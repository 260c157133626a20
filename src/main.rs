use std::net::SocketAddr;
use std::path::PathBuf;
use std::sync::Arc;

use anyhow::{Context, Result, bail};
use clap::{Args, Parser, Subcommand};
use litesentry::core::{
    Job, JobKind, ServerRegistry, SshTransport, Transport, TransportOptions,
};
use litesentry::rpc::{RpcClient, RpcServer};
use litesentry::{config, context, db, logging};
use serde::Serialize;
use serde_json::json;
use tracing::info;

#[derive(Parser)]
#[command(name = "litesentry")]
#[command(about = "Discover, back up and inspect SQLite databases on remote servers", long_about = None)]
struct Cli {
    #[command(subcommand)]
    command: Commands,

    /// Configuration file (default: /etc/litesentry/config.toml)
    #[arg(long, global = true)]
    config: Option<PathBuf>,

    /// Daemon RPC address for client commands
    #[arg(long, global = true)]
    rpc: Option<SocketAddr>,
}

#[derive(Subcommand)]
enum Commands {
    /// Run the job queue and RPC listener
    Daemon(DaemonArgs),
    /// Show daemon status
    Status,
    /// List recent jobs
    Jobs {
        #[arg(long, default_value_t = 20)]
        limit: usize,
    },
    /// Show one job
    Job { id: String },
    /// Cancel a queued or running job
    Cancel { id: String },
    /// Find database files on a server
    Discover {
        server: String,
        /// Directory to scan instead of /
        #[arg(long)]
        root: Option<String>,
    },
    /// Back up a remote database file
    Backup { server: String, remote_path: String },
    /// Check that a server is reachable with its configured credentials
    Test { server: String },
}

#[derive(Args, Serialize)]
struct DaemonArgs {
    #[serde(skip_serializing_if = "Option::is_none")]
    #[arg(long)]
    backup_directory: Option<PathBuf>,

    #[serde(skip_serializing_if = "Option::is_none")]
    #[arg(long)]
    database_path: Option<PathBuf>,

    #[serde(skip_serializing_if = "Option::is_none")]
    #[arg(long)]
    max_concurrent_jobs: Option<usize>,

    #[serde(skip_serializing_if = "Option::is_none")]
    #[arg(long)]
    rpc_bind: Option<SocketAddr>,

    #[serde(skip_serializing_if = "Option::is_none")]
    #[arg(long)]
    verbose: Option<bool>,

    #[serde(skip_serializing_if = "Option::is_none")]
    #[arg(long)]
    log_json: Option<bool>,
}

#[tokio::main]
async fn main() -> Result<()> {
    let cli = Cli::parse();
    let config_path = cli.config.as_deref();

    let config = match &cli.command {
        Commands::Daemon(args) => config::AppConfig::new(config_path, Some(args))?,
        _ => config::AppConfig::new(config_path, None::<&DaemonArgs>)?,
    };

    logging::init(logging::LogConfig {
        json: config.log_json,
        verbose: config.verbose,
    });

    let client = || RpcClient::new(cli.rpc.unwrap_or(config.rpc_bind));

    match &cli.command {
        Commands::Daemon(_) => run_daemon(config).await.context("Daemon failed")?,
        Commands::Status => {
            let status = client().status().await?;
            println!("{}", serde_json::to_string_pretty(&status)?);
        }
        Commands::Jobs { limit } => {
            for job in client().list_jobs(Some(*limit)).await? {
                print_job_line(&job);
            }
        }
        Commands::Job { id } => {
            let job = client().get_job(id).await?;
            println!("{}", serde_json::to_string_pretty(&job)?);
        }
        Commands::Cancel { id } => {
            if client().cancel_job(id).await? {
                println!("Cancelled {}", id);
            } else {
                bail!("Job {} is not active", id);
            }
        }
        Commands::Discover { server, root } => {
            let payload = json!({ "server": server, "search_root": root });
            let id = client().enqueue(JobKind::Discovery, payload).await?;
            println!("Enqueued discovery job {}", id);
        }
        Commands::Backup {
            server,
            remote_path,
        } => {
            let payload = json!({ "server": server, "remote_path": remote_path });
            let id = client().enqueue(JobKind::Backup, payload).await?;
            println!("Enqueued backup job {}", id);
        }
        Commands::Test { server } => run_test(&config, server).await?,
    }

    Ok(())
}

async fn run_daemon(config: config::AppConfig) -> Result<()> {
    let store = db::SqliteJobStore::open(&config.database_path).await?;
    let ctx = context::AppContext::new(config, Arc::new(store));
    info!(
        servers = ctx.servers.names().len(),
        workers = ctx.config.max_concurrent_jobs,
        "litesentry daemon starting"
    );

    let server = Arc::new(RpcServer::new(ctx.clone(), ctx.config.rpc_bind));
    let mut rpc = tokio::spawn({
        let server = server.clone();
        async move { server.start().await }
    });

    tokio::select! {
        res = &mut rpc => {
            ctx.queue.shutdown().await;
            res.context("RPC task panicked")??;
            bail!("RPC server stopped unexpectedly");
        }
        sig = tokio::signal::ctrl_c() => sig.context("Failed to listen for Ctrl-C")?,
    }

    info!("Shutdown requested");
    server.shutdown();
    ctx.queue.shutdown().await;
    rpc.await.context("RPC task panicked")??;
    info!("litesentry daemon stopped");
    Ok(())
}

async fn run_test(config: &config::AppConfig, name: &str) -> Result<()> {
    let servers = ServerRegistry::new(config.servers.clone());
    let server = servers.get(name)?;
    let transport = SshTransport::new(TransportOptions::from(config));

    let reachable = transport.test_connection(server).await;
    transport.close().await;
    if !reachable {
        bail!("{} ({}) is not reachable", server.name, server.address());
    }
    println!("{} ({}) OK", server.name, server.address());
    Ok(())
}

fn print_job_line(job: &Job) {
    println!(
        "{}  {:<9}  {:<9}  {:>3}%  {}  {}",
        job.id,
        job.kind.as_str(),
        job.status.as_str(),
        job.progress,
        job.start_time().format("%Y-%m-%d %H:%M:%S"),
        job.error.as_deref().unwrap_or(&job.name)
    );
}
○ ○ ○ ○ ○ ○ ○
**GOAL OF THE EXERCISE**: State the number of lines in the data that include the string "store", and add nothing else.

**FINISHED TASK**: 2